====== Exercise material ======

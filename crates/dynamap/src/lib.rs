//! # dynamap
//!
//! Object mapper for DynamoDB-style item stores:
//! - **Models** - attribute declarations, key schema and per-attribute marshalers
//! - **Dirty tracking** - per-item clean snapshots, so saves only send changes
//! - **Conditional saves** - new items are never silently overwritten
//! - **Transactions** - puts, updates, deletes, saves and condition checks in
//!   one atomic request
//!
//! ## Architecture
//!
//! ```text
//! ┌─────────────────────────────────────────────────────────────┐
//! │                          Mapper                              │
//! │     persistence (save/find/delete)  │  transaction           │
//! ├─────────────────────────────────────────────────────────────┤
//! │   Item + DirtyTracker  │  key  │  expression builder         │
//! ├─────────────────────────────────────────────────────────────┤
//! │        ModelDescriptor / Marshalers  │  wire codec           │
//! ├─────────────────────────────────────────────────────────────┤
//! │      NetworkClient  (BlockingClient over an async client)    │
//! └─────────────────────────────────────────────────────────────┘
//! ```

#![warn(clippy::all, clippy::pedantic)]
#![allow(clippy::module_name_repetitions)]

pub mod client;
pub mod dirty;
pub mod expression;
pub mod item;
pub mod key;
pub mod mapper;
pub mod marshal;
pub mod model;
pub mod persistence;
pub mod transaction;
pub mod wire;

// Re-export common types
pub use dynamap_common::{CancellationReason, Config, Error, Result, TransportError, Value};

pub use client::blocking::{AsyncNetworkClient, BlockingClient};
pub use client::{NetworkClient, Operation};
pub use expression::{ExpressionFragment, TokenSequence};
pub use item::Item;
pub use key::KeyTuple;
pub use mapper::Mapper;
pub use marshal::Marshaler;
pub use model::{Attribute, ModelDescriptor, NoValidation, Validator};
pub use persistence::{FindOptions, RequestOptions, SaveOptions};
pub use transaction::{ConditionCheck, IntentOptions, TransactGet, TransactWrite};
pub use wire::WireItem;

======

Word for word, restate the lines running from the one containing "#![allow(clippy::module_name_repetitions)]" through the final line of the records above, and nothing besides.

◆ **Response to this task**:
#![allow(clippy::module_name_repetitions)]

pub mod client;
pub mod dirty;
pub mod expression;
pub mod item;
pub mod key;
pub mod mapper;
pub mod marshal;
pub mod model;
pub mod persistence;
pub mod transaction;
pub mod wire;

// Re-export common types
pub use dynamap_common::{CancellationReason, Config, Error, Result, TransportError, Value};

pub use client::blocking::{AsyncNetworkClient, BlockingClient};
pub use client::{NetworkClient, Operation};
pub use expression::{ExpressionFragment, TokenSequence};
pub use item::Item;
pub use key::KeyTuple;
pub use mapper::Mapper;
pub use marshal::Marshaler;
pub use model::{Attribute, ModelDescriptor, NoValidation, Validator};
pub use persistence::{FindOptions, RequestOptions, SaveOptions};
pub use transaction::{ConditionCheck, IntentOptions, TransactGet, TransactWrite};
pub use wire::WireItem;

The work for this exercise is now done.